_Data to process_.
pub mod feed;
pub mod note;
pub mod publish;

pub use feed::{Feed, ImageInfo, InteractInfo, NoteCard, User};
pub use note::{Comment, CommentList, FeedDetail, Note};
pub use publish::{normalize_tags, title_width, validate_title, PublishImageContent, MAX_TITLE_WIDTH};
//! Synchronization against the page.
//!
//! Prefer [`wait_for`] whenever a checkable condition exists: it returns as
//! soon as the predicate holds and fails with a timeout otherwise.
//! [`settle`] is the only wait that observes nothing and exists for steps the
//! platform gives no completion signal for.

use std::time::Duration;

use serde_json::Value;
use tokio::time::Instant;
use tracing::debug;

use crate::app::{Result, RednoteError};
use crate::browser::Page;

const STABILITY_OBSERVER: &str = r#"(() => {
    if (!window.__rednoteMutations) {
        window.__rednoteMutations = { last: performance.now() };
        new MutationObserver(() => { window.__rednoteMutations.last = performance.now(); })
            .observe(document.documentElement, { childList: true, subtree: true, attributes: true, characterData: true });
    }
    return true;
})()"#;

const DOCUMENT_COMPLETE: &str = "document.readyState === 'complete'";

fn truthy(value: &Value) -> bool {
    match value {
        Value::Null => false,
        Value::Bool(b) => *b,
        Value::Number(n) => n.as_f64().is_some_and(|f| f != 0.0),
        Value::String(s) => !s.is_empty(),
        Value::Array(_) | Value::Object(_) => true,
    }
}

/// Sleep one poll interval, failing once the page deadline has passed.
async fn pause<P: Page>(page: &P, what: &str) -> Result<()> {
    let interval = page.timeouts().poll_interval();
    if let Some(deadline) = page.deadline() {
        let now = Instant::now();
        if now >= deadline {
            return Err(RednoteError::Timeout(what.to_string()));
        }
        let wake = (now + interval).min(deadline);
        tokio::select! {
            _ = page.cancellation().cancelled() => Err(RednoteError::Cancelled),
            _ = tokio::time::sleep_until(wake) => Ok(()),
        }
    } else {
        tokio::select! {
            _ = page.cancellation().cancelled() => Err(RednoteError::Cancelled),
            _ = tokio::time::sleep(interval) => Ok(()),
        }
    }
}

/// Re-evaluate `predicate` until it is truthy or the page deadline passes.
pub async fn wait_for<P: Page>(page: &P, what: &str, predicate: &str) -> Result<()> {
    loop {
        if truthy(&page.evaluate(predicate).await?) {
            return Ok(());
        }
        pause(page, what).await?;
    }
}

/// Wait for the document to finish loading.
pub async fn wait_load<P: Page>(page: &P) -> Result<()> {
    wait_for(page, "document load", DOCUMENT_COMPLETE).await
}

/// Wait until `selector` is attached to the DOM.
pub async fn wait_present<P: Page>(page: &P, selector: &str) -> Result<()> {
    loop {
        if page.has(selector).await? {
            return Ok(());
        }
        pause(page, selector).await?;
    }
}

/// Wait until `selector` is attached and rendered with a non-empty box.
pub async fn wait_visible<P: Page>(page: &P, selector: &str) -> Result<()> {
    loop {
        if page.is_visible(selector).await? {
            return Ok(());
        }
        pause(page, selector).await?;
    }
}

/// Wait for the load event, then for the DOM to stop mutating for the
/// configured quiet window.
pub async fn wait_stable<P: Page>(page: &P) -> Result<()> {
    wait_load(page).await?;
    page.evaluate(STABILITY_OBSERVER).await?;

    let quiet_ms = page.timeouts().stable_quiet().as_millis();
    let predicate = format!(
        "!!window.__rednoteMutations && performance.now() - window.__rednoteMutations.last >= {}",
        quiet_ms
    );
    wait_for(page, "DOM stability", &predicate).await
}

/// Fixed delay for steps with no observable completion signal.
///
/// Every call is logged with its reason so timing-dependent failures can be
/// traced back to the delay that was too short.
pub async fn settle<P: Page>(page: &P, reason: &str, delay: Duration) -> Result<()> {
    debug!(reason, delay_ms = delay.as_millis() as u64, "settle");
    tokio::select! {
        _ = page.cancellation().cancelled() => Err(RednoteError::Cancelled),
        _ = tokio::time::sleep(delay) => Ok(()),
    }
}
use std::fmt;

use thiserror::Error;

/// Why the injected page state could not be turned into a typed record.
#[derive(Error, Debug)]
pub enum ExtractError {
    /// `window.__INITIAL_STATE__` was never exposed by the page.
    #[error("__INITIAL_STATE__ not found")]
    StateMissing,

    /// The state exists but the sub-tree the flow reads is absent.
    #[error("__INITIAL_STATE__ has no `{0}`")]
    MissingKey(String),

    /// The sub-tree exists but does not have the expected shape.
    #[error("failed to decode __INITIAL_STATE__: {0}")]
    Malformed(#[from] serde_json::Error),
}

/// Step of a multi-phase flow, used to label wrapped errors.
#[derive(Debug, Clone, Copy, PartialEq, Eq)]
pub enum Phase {
    OpenComposer,
    SelectImageTab,
    Upload,
    FillTitle,
    FillBody,
    TagInput,
    Submit,
    OpenNote,
    CommentInput,
    CommentSubmit,
    CommentVerify,
}

impl fmt::Display for Phase {
    fn fmt(&self, f: &mut fmt::Formatter<'_>) -> fmt::Result {
        let name = match self {
            Phase::OpenComposer => "open composer",
            Phase::SelectImageTab => "select image tab",
            Phase::Upload => "upload images",
            Phase::FillTitle => "fill title",
            Phase::FillBody => "fill body",
            Phase::TagInput => "tag input",
            Phase::Submit => "submit",
            Phase::OpenNote => "open note",
            Phase::CommentInput => "comment input",
            Phase::CommentSubmit => "comment submit",
            Phase::CommentVerify => "comment verify",
        };
        f.write_str(name)
    }
}

#[derive(Error, Debug)]
pub enum RednoteError {
    #[error("Browser launch failed: {0}")]
    Launch(String),

    #[error("Navigation failed: {0}")]
    Navigation(String),

    #[error("Timed out waiting for {0}")]
    Timeout(String),

    #[error("Extraction failed: {0}")]
    Extraction(#[from] ExtractError),

    #[error("Element not found: {0}")]
    ElementNotFound(String),

    #[error("Interaction failed: {0}")]
    Interaction(String),

    #[error("Invalid input: {0}")]
    Validation(String),

    #[error("Operation cancelled")]
    Cancelled,

    #[error("{phase} failed: {source}")]
    Phase {
        phase: Phase,
        #[source]
        source: Box<RednoteError>,
    },

    #[error("Configuration error: {0}")]
    Config(String),

    #[error("IO error: {0}")]
    Io(#[from] std::io::Error),

    #[error("HTTP error: {0}")]
    Http(#[from] reqwest::Error),

    #[error("JSON error: {0}")]
    Json(#[from] serde_json::Error),

    #[error("Invalid URL: {0}")]
    InvalidUrl(#[from] url::ParseError),
}

impl RednoteError {
    /// Wrap `self` with the flow phase it occurred in.
    pub fn in_phase(self, phase: Phase) -> Self {
        RednoteError::Phase {
            phase,
            source: Box::new(self),
        }
    }

    /// Innermost error, skipping phase wrappers.
    pub fn root(&self) -> &RednoteError {
        match self {
            RednoteError::Phase { source, .. } => source.root(),
            other => other,
        }
    }

    /// Whether a batch over many notes may skip this error for a single note.
    ///
    /// Cancellation and a dead browser end the whole batch.
    pub fn is_skippable(&self) -> bool {
        !matches!(
            self.root(),
            RednoteError::Cancelled | RednoteError::Launch(_)
        )
    }
}

pub type Result<T> = std::result::Result<T, RednoteError>;

/// Attach a phase label to the error of a fallible step.
pub trait PhaseExt<T> {
    fn phase(self, phase: Phase) -> Result<T>;
}

impl<T> PhaseExt<T> for Result<T> {
    fn phase(self, phase: Phase) -> Result<T> {
        self.map_err(|e| e.in_phase(phase))
    }
}

#[cfg(test)]
mod tests {
    use super::*;

    #[test]
    fn test_phase_wrapping_names_phase() {
        let err = RednoteError::ElementNotFound(".upload-input".into()).in_phase(Phase::Upload);
        assert_eq!(
            err.to_string(),
            "upload images failed: Element not found: .upload-input"
        );
        assert!(matches!(err.root(), RednoteError::ElementNotFound(_)));
    }

    #[test]
    fn test_skippable_looks_through_phase() {
        let err = RednoteError::Extraction(ExtractError::StateMissing).in_phase(Phase::OpenNote);
        assert!(err.is_skippable());
        assert!(!RednoteError::Cancelled.is_skippable());
        assert!(!RednoteError::Launch("no chrome".into()).is_skippable());
    }
}
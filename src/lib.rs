//! # rednote
//!
//! Scripted automation of the xiaohongshu (rednote) web front-end through a
//! real Chrome instance.
//!
//! ## Architecture
//!
//! The platform has no public API. Every operation drives the rendered page
//! and reads back the JSON state the front-end injects:
//!
//! ```text
//! CLI → Service → Session → Flow → wait / resolve / extract → typed result
//! ```
//!
//! - [`browser`]: Chrome session, the [`Page`](browser::Page) seam, waits and element resolution
//! - [`extract`]: decoding of `window.__INITIAL_STATE__`
//! - [`flows`]: one state machine per operation
//! - [`archive`]: batch export of home feed notes to Markdown
//!
//! ## Quick Start
//!
//! ```bash
//! # Log in once; the cookies are saved for later runs
//! rednote --headed login
//!
//! # Read
//! rednote feeds
//! rednote search coffee
//!
//! # Publish
//! rednote publish --title "Morning" --content "Flat white" --image cup.jpg --tag coffee
//! ```

/// Application context, service layer and error types.
///
/// [`XhsService`](app::XhsService) opens one browser session per call and
/// releases it when the call ends, however it ends.
pub mod app;

/// Batch archival of home feed notes.
pub mod archive;

/// Browser sessions and page primitives.
pub mod browser;

/// Command-line interface using clap.
///
/// - `status` / `login` - login state and QR code login
/// - `publish` - image post with title, body and tags
/// - `feeds` / `search` / `detail` - read notes
/// - `comment` - comment on a note
/// - `archive` - save home feed notes as Markdown
pub mod cli;

/// Configuration loaded from `~/.config/rednote/config.toml`.
pub mod config;

/// Core domain models.
///
/// - [`Feed`](domain::Feed): list entry with its access token and display card
/// - [`FeedDetail`](domain::FeedDetail): full note plus rendered comments
/// - [`PublishImageContent`](domain::PublishImageContent): what a publish call submits
pub mod domain;

/// Typed extraction from the page's injected state.
pub mod extract;

pub mod flows;

/// Image resolution for publishing: remote download or local pass-through.
pub mod images;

_Task prompt_. Copy out the lines of the data where the word "matches" can be found.

_Task answer_.
        !matches!(
        assert!(matches!(err.root(), RednoteError::ElementNotFound(_)));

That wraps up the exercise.